自2011年人社部发布《关于进一步推进医疗保险付费方式改革的意见》以来,各地陆续开展支付制度改革,门诊统筹探索按人头付费,住院探索按病种付费,有的探索了总额预付制下的复合式支付方式,在一定程度上扭转了以往单一的按项目付费的支付格局。
然而,在许多地方,结算的主要方式还是按服务项目付费,即使是实行总额预付制的统筹地区,也没有达到总额预付的实际效果。
究其原因,总额预付制不是单一的制度而是一个体系,它需要相关配套机制的辅助,如医疗保险经办机构和医疗服务提供者之间的谈判协调机制和风险分担机制。
而在中国,目前这两项机制尚未普遍建立,医疗保险经办机构尚未实现由被动付费者向主动团购者角色的转变,这导致包括经办机构与医疗服务提供者签订的医疗服务协议在内的医疗保险支付制度无法发挥对医疗服务提供者的激励与约束功能。
可见,目前的探索主要是对具体付费方式的调整,缺少对整个支付制度完整系统的改革。
立法应先行
推动医疗保险发展,还应立法先行,这是从研究世界医疗保险发展史中得出的重要结论,这是因为医疗保险的整个运行过程,包括基金筹集、基金的运营管理、支付和医疗服务的供给,会涉及到多方面的权利义务关系,而这离不开医疗保险法的调整和规范。因此,加速医疗保险法律立法、改善目前立法层次较低的问题是当务之急。
当前,中国医疗保险的调整和规范主要依靠国家政策,这导致医疗保险立法远远落后于国家的方针、政策和实践,这会让人误解是用行政手段,而不是用法律手段在推动医疗保险发展。
一方面这是因为国内医疗保险法学研究落后导致医疗保险法学理论基础薄弱,另一方面是受长期计划经济体制传统的影响。
尽管目前全国各地已经出台了医疗保险方面的地方性法规,但是地方分散立法严重削弱了法的统一性和权威性,而国家层面的立法除了国家权力机关颁布的综合性的《社会保险法》中关于医疗保险原则性的规定外,医疗保险方面的单行法律或条例尚未制定,导致目前各地医疗保险的规范主要依据国务院的决定、行政法规和部门规章,有的地方甚至仅依从地方规范性文件规定。
如果严格按照《立法法》和《行政诉讼法》的规定,规范性法律文件,从严格意义上来说不能作为社会保障法律的正式渊源,但是不可否认的是,这些规范性文件在实践中确实发挥着重要的作用。
在社会保障的很多领域,法律适用的依据只有规范性法律文件,根本找不到严格意义上的法律法规。也就是说,规范性法律文件在事实上已经构成法律渊源的一部分。在相当长的历史时期,还将发挥重要的作用。因此,也应将其作为社会保障法构成的一部分。

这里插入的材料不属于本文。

//! Change notifications: a per-entity broadcast hub plus the polling
//! watcher that feeds it.
//!
//! Events are opaque nudges. They say "something in this table changed"
//! and nothing else, so consumers mark their cached queries stale and
//! refetch lazily. Dropping a subscription unsubscribes it.

use std::collections::HashMap;
use std::pin::Pin;
use std::sync::Arc;
use std::time::Duration;

use async_trait::async_trait;
use chrono::{DateTime, Utc};
use futures::Stream;
use serde::{Deserialize, Serialize};
use tokio::sync::broadcast;
use tokio::task::JoinHandle;
use tracing::{info, warn};

use voiceup_common::VoiceUpError;

const CHANNEL_CAPACITY: usize = 64;

/// The entity tables change notifications are scoped to.
#[derive(Debug, Clone, Copy, PartialEq, Eq, Hash, Serialize, Deserialize)]
#[serde(rename_all = "snake_case")]
pub enum Entity {
    Problems,
    Votes,
}

impl std::fmt::Display for Entity {
    fn fmt(&self, f: &mut std::fmt::Formatter<'_>) -> std::fmt::Result {
        match self {
            Entity::Problems => write!(f, "problems"),
            Entity::Votes => write!(f, "votes"),
        }
    }
}

/// An opaque change nudge. Carries no row detail; any event forces full
/// invalidation of the affected queries.
#[derive(Debug, Clone, Copy)]
pub struct ChangeEvent {
    pub entity: Entity,
    pub observed_at: DateTime<Utc>,
}

/// In-process hub fanning change nudges out to per-entity subscribers.
pub struct ChangeFeed {
    problems: broadcast::Sender<ChangeEvent>,
    votes: broadcast::Sender<ChangeEvent>,
}

impl ChangeFeed {
    pub fn new() -> Self {
        let (problems, _) = broadcast::channel(CHANNEL_CAPACITY);
        let (votes, _) = broadcast::channel(CHANNEL_CAPACITY);
        Self { problems, votes }
    }

    fn sender(&self, entity: Entity) -> &broadcast::Sender<ChangeEvent> {
        match entity {
            Entity::Problems => &self.problems,
            Entity::Votes => &self.votes,
        }
    }

    /// Publish a change nudge. Best-effort: with no live subscribers the
    /// event is dropped.
    pub fn publish(&self, entity: Entity) {
        let event = ChangeEvent {
            entity,
            observed_at: Utc::now(),
        };
        let _ = self.sender(entity).send(event);
    }

    /// Subscribe to one entity's change stream.
    pub fn subscribe(&self, entity: Entity) -> ChangeSubscription {
        ChangeSubscription {
            entity,
            rx: self.sender(entity).subscribe(),
        }
    }
}

impl Default for ChangeFeed {
    fn default() -> Self {
        Self::new()
    }
}

/// One subscriber's view of an entity's change stream. Dropping it tears
/// the subscription down.
pub struct ChangeSubscription {
    entity: Entity,
    rx: broadcast::Receiver<ChangeEvent>,
}

impl ChangeSubscription {
    pub fn entity(&self) -> Entity {
        self.entity
    }

    /// The next change event, or `None` once the feed is gone. A lagged
    /// receiver skips ahead; missed nudges collapse into the next one.
    pub async fn next(&mut self) -> Option<ChangeEvent> {
        loop {
            match self.rx.recv().await {
                Ok(event) => return Some(event),
                Err(broadcast::error::RecvError::Lagged(skipped)) => {
                    warn!(entity = %self.entity, skipped, "change subscription lagged");
                }
                Err(broadcast::error::RecvError::Closed) => return None,
            }
        }
    }

    /// Adapt the subscription to a `Stream` for combinator-style use.
    pub fn into_stream(self) -> Pin<Box<dyn Stream<Item = ChangeEvent> + Send>> {
        Box::pin(futures::stream::unfold(self, |mut sub| async move {
            sub.next().await.map(|event| (event, sub))
        }))
    }
}

/// A cheap per-table snapshot used to detect that something changed: the
/// row count plus the newest `updated_at`. Inserts and in-place edits
/// move the timestamp; deletes move the count.
#[derive(Debug, Clone, Copy, PartialEq, Eq, Serialize, Deserialize)]
pub struct ChangeMarker {
    pub row_count: u64,
    pub latest_change_at: Option<DateTime<Utc>>,
}

/// Where the watcher reads change markers from.
#[async_trait]
pub trait ChangeMarkerSource: Send + Sync {
    async fn change_marker(&self, entity: Entity) -> Result<ChangeMarker, VoiceUpError>;
}

/// Polls per-table change markers and publishes a nudge whenever one
/// moves. Stands in for the backend's push channel, which is not exposed
/// to this layer.
pub struct ChangeWatcher;

impl ChangeWatcher {
    /// Spawn the polling loop. The first observation of each table only
    /// records a baseline. A failed poll keeps the previous marker and
    /// retries on the next tick.
    pub fn spawn<M>(source: Arc<M>, feed: Arc<ChangeFeed>, interval: Duration) -> JoinHandle<()>
    where
        M: ChangeMarkerSource + 'static,
    {
        info!(interval_secs = interval.as_secs(), "change watcher started");
        tokio::spawn(async move {
            let mut markers: HashMap<Entity, ChangeMarker> = HashMap::new();
            loop {
                tokio::time::sleep(interval).await;
                for entity in [Entity::Problems, Entity::Votes] {
                    match source.change_marker(entity).await {
                        Ok(marker) => {
                            let moved = markers
                                .get(&entity)
                                .map(|previous| *previous != marker)
                                .unwrap_or(false);
                            if moved {
                                feed.publish(entity);
                            }
                            markers.insert(entity, marker);
                        }
                        Err(e) => {
                            warn!(entity = %entity, error = %e, "change marker poll failed");
                        }
                    }
                }
            }
        })
    }
}
//! Best-effort impact stats with graceful degradation.

use std::sync::Arc;

use arc_swap::ArcSwapOption;
use tracing::error;
use uuid::Uuid;

use voiceup_common::{compute_impact, ImpactStats, Profile};
use voiceup_data::ProblemStore;

/// Computes and remembers a viewer's impact stats. A failed refresh
/// degrades to the last stats computed for the same viewer, then to a
/// zero-count fallback floored at the persisted profile. It never returns
/// an error: a viewer's badges and points only ever appear to grow.
///
/// The remembered stats are keyed by viewer, so a session handed from one
/// user to another never seeds the new viewer from the old one's stats.
pub struct ImpactTracker<S> {
    store: Arc<S>,
    last: ArcSwapOption<ViewerStats>,
}

struct ViewerStats {
    viewer: Uuid,
    stats: Arc<ImpactStats>,
}

impl<S: ProblemStore> ImpactTracker<S> {
    pub fn new(store: Arc<S>) -> Self {
        Self {
            store,
            last: ArcSwapOption::from(None),
        }
    }

    /// The most recently computed stats for this viewer, without
    /// refetching. `None` when the last computation was for someone else.
    pub fn last_known(&self, viewer: Uuid) -> Option<Arc<ImpactStats>> {
        self.last
            .load_full()
            .filter(|last| last.viewer == viewer)
            .map(|last| last.stats.clone())
    }

    /// Recompute stats for the viewer. `profile` supplies the persisted
    /// floor: badges already awarded and the stored point total.
    pub async fn refresh(&self, viewer: Uuid, profile: Option<&Profile>) -> Arc<ImpactStats> {
        let previous_badges = self.previous_badges(viewer, profile);
        match self.store.fetch_contribution_metrics(viewer).await {
            Ok(metrics) => {
                let stats = Arc::new(compute_impact(&metrics, &previous_badges));
                self.remember(viewer, stats.clone());
                stats
            }
            Err(e) => {
                error!(error = %e, viewer = %viewer, "impact refresh failed, keeping last known stats");
                if let Some(last) = self.last_known(viewer) {
                    return last;
                }
                let fallback = Arc::new(ImpactStats {
                    reports_count: 0,
                    comments_count: 0,
                    votes_count: 0,
                    points: profile.map(|p| p.points).unwrap_or(0),
                    badges: previous_badges,
                });
                self.remember(viewer, fallback.clone());
                fallback
            }
        }
    }

    fn remember(&self, viewer: Uuid, stats: Arc<ImpactStats>) {
        self.last.store(Some(Arc::new(ViewerStats { viewer, stats })));
    }

    /// In-session badges when this viewer already computed once, else the
    /// persisted profile set.
    fn previous_badges(&self, viewer: Uuid, profile: Option<&Profile>) -> Vec<String> {
        if let Some(last) = self.last_known(viewer) {
            return last.badges.clone();
        }
        profile.map(|p| p.badges.clone()).unwrap_or_default()
    }
}
pub mod client;
pub mod conversation;

pub use client::{Assistant, AssistantClient};
pub use conversation::{
    ChatMessage, Conversation, Speaker, EMPTY_REPLY_MESSAGE, FAILURE_MESSAGE,
};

但是规范性法律文件存在一些问题,主要是存在冲突,既表现在规范性法律文件相互之间存在冲突,也表现在与上位法的冲突。而这不符合法律一致性的要求。
医疗保险立法滞后、层次过低的现象,既与医疗保险制度在中国的重要地位不相称,又不足以保障医疗保险制度的规范运行。因此,必须提高医疗保险法的立法层次。
笔者建议,医疗保障局应尽快建议国务院深化医药卫生改革领导小组,开始规划医疗保障体系的顶层设计,寻求各方共识,启动医疗保险相关的立法工作,使医疗保障局以及相关单位能够依法行政。